Hugo Ottensen

Personal information
- Full name: Héctor Hugo Ottensen Bravo
- Date of birth: 25 August 1946
- Place of birth: Calama, Chile
- Date of death: 29 August 2020 (aged 74)
- Height: 1.77 m (5 ft 10 in)
- Position: Forward

Youth career
- Santiago Bueras

Senior career*
- Years: Team / Apps / (Gls)
- 1966–1967: O'Higgins / 12 / (0)
- 1970–1971: Antofagasta Portuario / 41 / (7)
- 1972: Águila
- 1973–1974: Cementos Novella
- 1974–1977: Alianza
- 1978–1979: Independiente Nacional
- 1979–1980: Chalatenango

= Hugo Ottensen =

Chilean footballer (1946–2020)

Héctor Hugo Ottensen Bravo (25 August 1946 – 29 August 2020), known as Hugo Ottensen, was a Chilean footballer who played as a forward for clubs in Chile, Guatemala and El Salvador.

==Career==
As a child, Ottensen was with Club Santiago Bueras, where he coincided with his later fellow in Antofagasta Portuario, Germán Puchi. Ottensen played for both O'Higgins and Antofagasta Portuario in the top level of the Chilean football.

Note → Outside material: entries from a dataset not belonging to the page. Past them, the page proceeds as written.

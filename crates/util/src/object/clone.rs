use crate::value::{AnyValue, Fields};

/// Creates a deep clone of any runtime value.
///
/// Arrays, objects, dates and regular expressions are cloned recursively.
/// A class instance is cloned as a plain object holding its own fields; the
/// class itself is not carried over.
///
/// # Examples
///
/// ```
/// use utilkit::object::deep_clone;
/// use utilkit::AnyValue;
///
/// let point = AnyValue::instance("Point", [("x", AnyValue::from(1))]);
/// assert_eq!(deep_clone(&point), AnyValue::object([("x", AnyValue::from(1))]));
/// ```
pub fn deep_clone(value: &AnyValue) -> AnyValue {
    match value {
        AnyValue::Undefined => AnyValue::Undefined,
        AnyValue::Null => AnyValue::Null,
        AnyValue::Bool(b) => AnyValue::Bool(*b),
        AnyValue::Number(n) => AnyValue::Number(*n),
        AnyValue::String(s) => AnyValue::String(s.clone()),
        AnyValue::Array(items) => AnyValue::Array(items.iter().map(deep_clone).collect()),
        AnyValue::Date(date) => AnyValue::Date(*date),
        AnyValue::RegExp(re) => AnyValue::RegExp(re.clone()),
        AnyValue::Object(fields) | AnyValue::Instance { fields, .. } => AnyValue::Object(clone_fields(fields)),
    }
}

fn clone_fields(fields: &Fields) -> Fields {
    let mut new_fields = Fields::with_capacity(fields.len());
    for (key, val) in fields {
        new_fields.insert(key.clone(), deep_clone(val));
    }
    new_fields
}

#[cfg(test)]
mod tests {
    use super::*;
    use crate::value::RegExpValue;
    use chrono::{TimeZone, Utc};
    use serde_json::json;

    #[test]
    fn test_clone_primitives() {
        for value in [
            AnyValue::Undefined,
            AnyValue::Null,
            AnyValue::Bool(true),
            AnyValue::Number(1.5),
            AnyValue::from("hi"),
        ] {
            assert_eq!(deep_clone(&value), value);
        }
    }

    #[test]
    fn test_clone_nested_json() {
        let value = AnyValue::from(json!({"a": [1, {"b": [2, 3]}], "c": null}));
        let cloned = deep_clone(&value);
        assert_eq!(cloned, value);
    }

    #[test]
    fn test_clone_is_a_separate_allocation() {
        let value = AnyValue::from(json!([[1, 2], [3]]));
        let cloned = deep_clone(&value);
        match (&value, &cloned) {
            (AnyValue::Array(a), AnyValue::Array(b)) => {
                assert_ne!(a.as_ptr(), b.as_ptr());
            }
            _ => panic!("expected arrays"),
        }
    }

    #[test]
    fn test_clone_date_and_regexp() {
        let date = Utc.with_ymd_and_hms(2024, 1, 1, 0, 0, 0).unwrap();
        let re = RegExpValue::new("^a", "i").unwrap();
        let value = AnyValue::object([("when", AnyValue::Date(date)), ("re", AnyValue::RegExp(re))]);
        let cloned = deep_clone(&value);
        assert_eq!(cloned, value);
        if let AnyValue::Object(fields) = &cloned {
            assert!(matches!(fields["re"], AnyValue::RegExp(ref r) if r.is_match("ABC")));
        }
    }

    #[test]
    fn test_clone_instance_loses_class() {
        let inner = AnyValue::instance("Inner", [("v", AnyValue::from(2))]);
        let outer = AnyValue::instance("Outer", [("inner", inner)]);
        let cloned = deep_clone(&outer);
        let expected = AnyValue::object([("inner", AnyValue::object([("v", AnyValue::from(2))]))]);
        assert_eq!(cloned, expected);
    }
}
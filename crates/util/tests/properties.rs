//! Property-based checks for the invariants the helpers promise.

use proptest::prelude::*;
use serde_json::{Map, Value};

use utilkit::array::{chunk, unique};
use utilkit::date::{format_duration, DurationUnit, EN_DURATION_LABELS};
use utilkit::object::{deep_clone, deep_equal};
use utilkit::AnyValue;

// ---------------------------------------------------------------------------
// Strategies
// ---------------------------------------------------------------------------

fn arb_json() -> impl Strategy<Value = Value> {
    let leaf = prop_oneof![
        Just(Value::Null),
        any::<bool>().prop_map(Value::Bool),
        (-1_000_000i64..1_000_000).prop_map(Value::from),
        "[a-z ]{0,8}".prop_map(Value::String),
    ];
    leaf.prop_recursive(4, 64, 6, |inner| {
        prop_oneof![
            prop::collection::vec(inner.clone(), 0..6).prop_map(Value::Array),
            prop::collection::vec(("[a-z]{1,4}", inner), 0..6)
                .prop_map(|entries| Value::Object(entries.into_iter().collect::<Map<String, Value>>())),
        ]
    })
}

fn arb_template() -> impl Strategy<Value = Option<&'static str>> {
    prop_oneof![
        Just(None),
        Just(Some("HH:mm:ss")),
        Just(Some("YY-MM-DD HH:mm:ss")),
        Just(Some("D[d] H[h]")),
        Just(Some("H")),
        Just(Some("mm")),
        Just(Some("s")),
        Just(Some("Y")),
    ]
}

/// Sum a humanized English duration ("1 year 2 hours") back into millis.
fn reconstruct(text: &str) -> u64 {
    let tokens: Vec<&str> = text.split(' ').collect();
    tokens
        .chunks(2)
        .map(|pair| {
            let value: u64 = pair[0].parse().expect("count");
            let index = EN_DURATION_LABELS
                .singular
                .iter()
                .zip(EN_DURATION_LABELS.plural.iter())
                .position(|(one, many)| *one == pair[1] || *many == pair[1])
                .expect("known unit label");
            value * DurationUnit::ALL[index].millis()
        })
        .sum()
}

// ---------------------------------------------------------------------------
// Duration
// ---------------------------------------------------------------------------

proptest! {
    #![proptest_config(ProptestConfig::with_cases(500))]

    #[test]
    fn humanized_duration_reconstructs_whole_seconds(ms in 0i64..10_000_000_000_000) {
        let text = format_duration(ms, None).to_string();
        prop_assert_eq!(reconstruct(&text), (ms as u64 / 1000) * 1000);
    }

    #[test]
    fn duration_ignores_sign(ms in 0i64..10_000_000_000_000, template in arb_template()) {
        prop_assert_eq!(format_duration(-ms, template), format_duration(ms, template));
    }
}

// ---------------------------------------------------------------------------
// Arrays
// ---------------------------------------------------------------------------

proptest! {
    #![proptest_config(ProptestConfig::with_cases(300))]

    #[test]
    fn chunks_concatenate_to_input(items in prop::collection::vec(any::<u8>(), 0..64), size in 1i64..10) {
        let chunks = chunk(&items, size);
        prop_assert!(chunks.iter().all(|c| !c.is_empty() && c.len() <= size as usize));
        let joined: Vec<u8> = chunks.concat();
        prop_assert_eq!(joined, items);
    }

    #[test]
    fn unique_has_no_duplicates_and_keeps_first_seen_order(items in prop::collection::vec(0u8..16, 0..64)) {
        let deduped = unique(&items);
        let mut seen = std::collections::HashSet::new();
        prop_assert!(deduped.iter().all(|x| seen.insert(*x)));

        let mut expected = Vec::new();
        for x in &items {
            if !expected.contains(x) {
                expected.push(*x);
            }
        }
        prop_assert_eq!(deduped, expected);
    }
}

// ---------------------------------------------------------------------------
// Objects
// ---------------------------------------------------------------------------

proptest! {
    #![proptest_config(ProptestConfig::with_cases(300))]

    #[test]
    fn deep_clone_equals_source(json in arb_json()) {
        let original = AnyValue::from(json.clone());
        let cloned = deep_clone(&original);
        prop_assert!(deep_equal(&cloned, &original));
        prop_assert_eq!(cloned.to_json(), json);
    }
}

Then, he moved abroad and played for Águila in El Salvador and Cementos Novella in Guatemala before joining Alianza, where he coincided with his compatriots Enrique Iturra and Miguel Hermosilla between 1974 and 1977. As an achievement, he became the top goalscorer of the 1976 Copa Fraternidad with 8 goals.

After he played for Independiente Nacional and Chalatenango.

==Personal life==
Ottensen made his home in El Salvador and died of heart attack on 29 August 2020.